Ficção

Estudo Dirigido

Toda semana de provas, papai ia me buscar no colégio e ficava comigo até elas terminarem. Não sei exatamente qual era o acerto dele com mamãe, mas essa era a única época em que tinha certeza que iria vê-lo. Férias, aniversários, datas comemorativas; nada importava pra ele. Apenas a época das provas.

– Trouxe todos os livros?
– Trouxe.
– Tá bom.

Carregando uma pequena biblioteca, ele me levava pro seu quarto e sala no Bairro de Fátima, e começávamos a estudar. Ele podia viver num lugar melhor, mas, segundo mamãe, morria de medo de não conseguir pagar o meu colégio, e preferia economizar. Por isso também tinha um emprego pouco desafiante, mas seguro, que odiava, para ter certeza que poderia arcar com os meus estudos, e, no caso de uma eventualidade, ou seja, morrer, ter um seguro de vida que me bancasse até eu me formar. Estava tão preparado para essa eventualidade que a sua geladeira tinha os telefones de todos que precisavam ser acionados no caso de um sinistro: desde o seguro até o auxílio funeral.

Mamãe dizia que uma das razões de ter se separado dele foi justamente essa: quando eu nasci, ele abdicou dos seus sonhos e morreu pro mundo. Não sei se tinha sonhos ou se chegou a tê-los um dia, mas uma coisa ele queria: que eu fosse bem nas provas. Queria mesmo.

Quando as notas chegavam, parece que adivinhava, e me ligava:

– Como foi?
– Fui bem.
– Bem como?
– Tudo acima de 90, menos História.
– Traz as provas pra gente revisar.
– Tá bom.
– Tá bom.

No final do ano, quando eu passava, ele pedia pra ficar com todos os meus livros,.

– Vai que cai a mesma coisa no ano que vem.
– Tá bom.
– Tá bom.

Eu cresci, mas a nossa rotina não mudou. Toda época de provas eu me enfurnava na casa dele até que eu passasse bem de ano. Um dia arrumei um namorado. Eu queria apresentar ele pro papai, mas não sabia como. Um dia, depois do jantar, comentei:

– Um amigo da escola queria vir estudar comigo.
– Pra quê?
– Ele não está tão bem e eu queria ajudá-lo.

Ele ficou calado, como estivesse tomando uma decisão de vida ou de morte:

– Tá bom, mas ele estiver te atrasando, ele vai embora.
– Tá bom.

No dia combinado, meu namoradinho apareceu e papai estudou junto com a gente. Uma hora, o menino foi no banheiro, e meu pai comentou:

– Esse menino é muito burro. Vai prejudicar os seus estudos.
– Tá bom.

Eu inventei uma desculpa e mandei ele embora. Nunca mais levei ninguém pro papai conhecer.

No ano do vestibular, eu mudei pra casa dele. Estudamos todos os dias. Quando saiu o resultado, ele me ligou:

– Passou?
– Em tudo.
– Ótimo.
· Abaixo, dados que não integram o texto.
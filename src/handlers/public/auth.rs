// handlers/public/auth.rs - POST /api/auth/register, /api/auth/login, /api/auth/logout

use axum::{
    extract::{rejection::JsonRejection, Json, State},
    http::header,
    response::IntoResponse,
};
use serde::{Deserialize, Serialize};
use serde_json::json;

use crate::app::AppState;
use crate::auth::{clear_session_cookie, session_cookie};
use crate::database::models::UserProfile;
use crate::error::ApiError;
use crate::handlers::json_body;
use crate::middleware::{ApiResponse, ApiResult};
use crate::services::accounts;

#[derive(Debug, Deserialize)]
pub struct CredentialsRequest {
    pub email: Option<String>,
    pub password: Option<String>,
}

#[derive(Debug, Serialize)]
pub struct LoginResponse {
    pub token: String,
    #[serde(rename = "expiresIn")]
    pub expires_in: i64,
    pub user: UserProfile,
}

/// POST /api/auth/register - create a trial account
pub async fn register(
    State(state): State<AppState>,
    payload: Result<Json<CredentialsRequest>, JsonRejection>,
) -> ApiResult<UserProfile> {
    let request = json_body(payload)?;
    let user = accounts::register(
        state.store.as_ref(),
        &state.config.plans,
        request.email.as_deref().unwrap_or_default(),
        request.password.as_deref().unwrap_or_default(),
    )
    .await?;

    Ok(ApiResponse::created(UserProfile::from(&user)))
}

/// POST /api/auth/login - verify credentials, return a token and set the session cookie
pub async fn login(
    State(state): State<AppState>,
    payload: Result<Json<CredentialsRequest>, JsonRejection>,
) -> Result<impl IntoResponse, ApiError> {
    let request = json_body(payload)?;
    let (Some(email), Some(password)) = (request.email, request.password) else {
        return Err(ApiError::bad_request("Email and password are required"));
    };

    let user = accounts::authenticate(state.store.as_ref(), &email, &password).await?;
    let token = state.tokens.issue(user.id, user.role)?;
    let cookie = session_cookie(&state.config.security, &token, state.tokens.expiry_secs());

    tracing::info!(user_id = %user.id, "User logged in");

    Ok((
        [(header::SET_COOKIE, cookie)],
        ApiResponse::success(LoginResponse {
            token,
            expires_in: state.tokens.expiry_secs(),
            user: UserProfile::from(&user),
        }),
    ))
}

/// POST /api/auth/logout - clear the session cookie; tokens are stateless
pub async fn logout(State(state): State<AppState>) -> impl IntoResponse {
    (
        [(header::SET_COOKIE, clear_session_cookie(&state.config.security))],
        ApiResponse::success(json!({ "message": "Logged out" })),
    )
}

#[cfg(test)]
mod tests {
    use crate::app::tests::TestApp;
    use axum::http::{header, Method, Request, StatusCode};
    use serde_json::json;

    #[tokio::test]
    async fn register_then_login_then_me() {
        let app = TestApp::new();

        let (status, body) = app
            .send(
                Method::POST,
                "/api/auth/register",
                None,
                Some(json!({ "email": "Buyer@Example.com", "password": "long-enough" })),
            )
            .await;
        assert_eq!(status, StatusCode::CREATED);
        assert_eq!(body["email"], "buyer@example.com");
        assert_eq!(body["plan"], "trial");
        assert_eq!(body["analysesRemaining"], 3);
        assert!(body.get("passwordHash").is_none());
        assert!(body.get("password_hash").is_none());

        let (status, body) = app
            .send(
                Method::POST,
                "/api/auth/login",
                None,
                Some(json!({ "email": "buyer@example.com", "password": "long-enough" })),
            )
            .await;
        assert_eq!(status, StatusCode::OK);
        let token = body["token"].as_str().unwrap().to_string();

        let (status, me) = app.get("/api/auth/me", Some(&token)).await;
        assert_eq!(status, StatusCode::OK);
        assert_eq!(me["email"], "buyer@example.com");
        assert_eq!(me["role"], "user");
    }

    #[tokio::test]
    async fn login_sets_http_only_cookie() {
        let app = TestApp::new();
        app.send(
            Method::POST,
            "/api/auth/register",
            None,
            Some(json!({ "email": "c@example.com", "password": "long-enough" })),
        )
        .await;

        let request = Request::builder()
            .method(Method::POST)
            .uri("/api/auth/login")
            .header(header::CONTENT_TYPE, "application/json")
            .body(axum::body::Body::from(
                json!({ "email": "c@example.com", "password": "long-enough" }).to_string(),
            ))
            .unwrap();
        let response = tower::ServiceExt::oneshot(crate::app::app(app.state.clone()), request)
            .await
            .unwrap();
        assert_eq!(response.status(), StatusCode::OK);
        let cookie = response.headers()[header::SET_COOKIE].to_str().unwrap();
        assert!(cookie.starts_with("mv_session="));
        assert!(cookie.contains("HttpOnly"));
    }

    #[tokio::test]
    async fn bad_credentials_and_bad_input() {
        let app = TestApp::new();

        let (status, body) = app
            .send(Method::POST, "/api/auth/register", None, Some(json!({ "email": "nope", "password": "x" })))
            .await;
        assert_eq!(status, StatusCode::BAD_REQUEST);
        assert_eq!(body["code"], "VALIDATION_ERROR");

        let (status, body) = app
            .send(
                Method::POST,
                "/api/auth/login",
                None,
                Some(json!({ "email": "ghost@example.com", "password": "long-enough" })),
            )
            .await;
        assert_eq!(status, StatusCode::UNAUTHORIZED);
        assert_eq!(body["message"], "Invalid email or password");

        let (status, _) = app.send(Method::POST, "/api/auth/login", None, Some(json!({}))).await;
        assert_eq!(status, StatusCode::BAD_REQUEST);
    }

    #[tokio::test]
    async fn logout_clears_cookie() {
        let app = TestApp::new();
        let request = Request::builder()
            .method(Method::POST)
            .uri("/api/auth/logout")
            .body(axum::body::Body::empty())
            .unwrap();
        let response = tower::ServiceExt::oneshot(crate::app::app(app.state.clone()), request)
            .await
            .unwrap();
        assert_eq!(response.status(), StatusCode::OK);
        let cookie = response.headers()[header::SET_COOKIE].to_str().unwrap();
        assert!(cookie.contains("Max-Age=0"));
    }
}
Meu trabalho está feito.
– Pai, uma coisa.
– Acho que a faculdade vai ser bem difícil. Será que você pode me ajudar?

Ele ficou mudo no telefone, como se estivesse tomando a decisão mais difícil da sua vida:

– Tá bom. Mas me passa a bibliografia das matérias com antecedência pra eu me preparar.
– Tá bom. Obrigada.
– De nada.

Mesmo sem precisar, todo mês eu ia pra casa dele revisar a matéria e fazer o trabalhos da faculdade. Sob esse falso pretexto, papai estudou tanto pra me ajudar que se estivesse matriculado poderia ter se formado comigo. Quando terminei a graduação, liguei para convidá-lo para a formatura.

– Pra quê?
– Eu quero que você vá. Pra te agradecer.
– Não precisa.
– Mas eu quero, você pode me fazer esse favor?

Mais uma vez emudeceu ao telefone, como se estivesse tomando um decisão impossível:

– Tá bom. Mas não vou ficar muito.
– Tá bom. Obrigada.

Ele foi e, como prometido, ficou pouco. Assistiu à cerimônia e na festa tomou apenas um chope, o que espantou Mamãe:

– Olha, só. Desde que você entrou na escola ele tinha parado de beber.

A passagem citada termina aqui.